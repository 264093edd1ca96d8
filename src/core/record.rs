//! The record data model shared by consultations and surveys
//!
//! Both record kinds carry the exact same shape; they differ only in the
//! collection and wire id field configured by [`ResourceKind`](crate::core::resource::ResourceKind).
//!
//! Timestamp handling is explicit: `Record::create` stamps both timestamps
//! and `UpdateRecord::apply` calls [`Record::touch`] after merging. There is
//! no implicit pre-save hook.

use chrono::{DateTime, Utc};
use serde::{Deserialize, Serialize};
use uuid::Uuid;
use validator::Validate;

/// Wire/storage encoding for timestamps: RFC 3339 with fixed microsecond
/// precision. Chrono's default encoding varies the fractional digits per
/// value, which breaks lexicographic sorting of the stored strings; a fixed
/// width keeps string order identical to timestamp order.
mod timestamp {
    use chrono::{DateTime, SecondsFormat, Utc};
    use serde::{Deserialize, Deserializer, Serializer};

    pub fn serialize<S>(value: &DateTime<Utc>, serializer: S) -> Result<S::Ok, S::Error>
    where
        S: Serializer,
    {
        serializer.serialize_str(&value.to_rfc3339_opts(SecondsFormat::Micros, true))
    }

    pub fn deserialize<'de, D>(deserializer: D) -> Result<DateTime<Utc>, D::Error>
    where
        D: Deserializer<'de>,
    {
        let raw = String::deserialize(deserializer)?;
        DateTime::parse_from_rfc3339(&raw)
            .map(|dt| dt.with_timezone(&Utc))
            .map_err(serde::de::Error::custom)
    }
}

/// The fixed set of question types
#[derive(Debug, Clone, Copy, PartialEq, Eq, Serialize, Deserialize)]
#[serde(rename_all = "kebab-case")]
pub enum QuestionKind {
    MultipleChoice,
    CheckboxList,
    ShortText,
    LongText,
}

/// A question embedded in a record
///
/// Questions are not independently addressable. The position in the
/// `questions` array is authoritative for display order; the `order` field is
/// caller-supplied metadata and is never re-sorted by the server. `id` is
/// caller-supplied and its uniqueness is not enforced. `options` is only
/// meaningful for choice-type questions but is not validated against `type`.
#[derive(Debug, Clone, PartialEq, Serialize, Deserialize, Validate)]
pub struct Question {
    pub id: i64,

    #[serde(rename = "type")]
    pub kind: QuestionKind,

    #[validate(length(min = 1, message = "question text must not be empty"))]
    pub text: String,

    #[serde(default)]
    pub options: Vec<String>,

    #[serde(default)]
    pub required: bool,

    pub order: i64,
}

/// A persisted consultation/survey record
///
/// `id` is generated server-side at creation and is the sole external lookup
/// key. `created_by` holds the verified caller's subject id and is never
/// taken from the request body.
#[derive(Debug, Clone, Serialize, Deserialize)]
#[serde(rename_all = "camelCase")]
pub struct Record {
    pub id: Uuid,
    pub title: String,
    #[serde(default, skip_serializing_if = "Option::is_none")]
    pub description: Option<String>,
    pub questions: Vec<Question>,
    pub created_by: String,
    #[serde(with = "timestamp")]
    pub created_at: DateTime<Utc>,
    #[serde(with = "timestamp")]
    pub updated_at: DateTime<Utc>,
}

impl Record {
    /// Build a fresh record from validated input: generates the external id
    /// and stamps both timestamps.
    pub fn create(new: NewRecord) -> Self {
        let now = Utc::now();
        Self {
            id: Uuid::new_v4(),
            title: new.title,
            description: new.description,
            questions: new.questions,
            created_by: new.created_by,
            created_at: now,
            updated_at: now,
        }
    }

    /// Refresh `updated_at`. Called explicitly on every mutation.
    pub fn touch(&mut self) {
        self.updated_at = Utc::now();
    }

    /// Project to the list view: `updated_at` and `created_by` are
    /// intentionally omitted.
    pub fn summary(&self) -> RecordSummary {
        RecordSummary {
            id: self.id,
            title: self.title.clone(),
            description: self.description.clone(),
            created_at: self.created_at,
            questions: self.questions.clone(),
        }
    }
}

/// Creation input assembled by the router: body fields plus the verified
/// caller identity.
#[derive(Debug, Clone)]
pub struct NewRecord {
    pub title: String,
    pub description: Option<String>,
    pub questions: Vec<Question>,
    pub created_by: String,
}

/// Request body for creating a record
///
/// `title` and `questions` are required; a missing field or a non-array
/// `questions` fails deserialization and surfaces as a validation error.
#[derive(Debug, Clone, Deserialize, Validate)]
pub struct CreateRecord {
    #[validate(length(min = 1, message = "title must not be empty"))]
    pub title: String,

    pub description: Option<String>,

    #[validate(nested)]
    pub questions: Vec<Question>,
}

impl CreateRecord {
    /// Attach the verified owner to the request body.
    pub fn with_owner(self, created_by: impl Into<String>) -> NewRecord {
        NewRecord {
            title: self.title,
            description: self.description,
            questions: self.questions,
            created_by: created_by.into(),
        }
    }
}

/// Request body for updating a record
///
/// Shallow merge semantics: fields left out of the request are untouched.
/// A JSON `null` deserializes the same as an absent field, so a description
/// can be replaced but never cleared through this API.
#[derive(Debug, Clone, Default, Deserialize, Validate)]
pub struct UpdateRecord {
    #[validate(length(min = 1, message = "title must not be empty"))]
    pub title: Option<String>,

    pub description: Option<String>,

    #[validate(nested)]
    pub questions: Option<Vec<Question>>,
}

impl UpdateRecord {
    /// Merge the provided fields onto an existing record and refresh
    /// `updated_at`.
    pub fn apply(self, record: &mut Record) {
        if let Some(title) = self.title {
            record.title = title;
        }
        if let Some(description) = self.description {
            record.description = Some(description);
        }
        if let Some(questions) = self.questions {
            record.questions = questions;
        }
        record.touch();
    }
}

/// List projection of a record (id, title, description, createdAt, questions)
#[derive(Debug, Clone, Serialize, Deserialize)]
#[serde(rename_all = "camelCase")]
pub struct RecordSummary {
    pub id: Uuid,
    pub title: String,
    #[serde(default, skip_serializing_if = "Option::is_none")]
    pub description: Option<String>,
    #[serde(with = "timestamp")]
    pub created_at: DateTime<Utc>,
    pub questions: Vec<Question>,
}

Task instructions
How many lines in the records hold the string "required"? Reply with the number alone.

Your response
2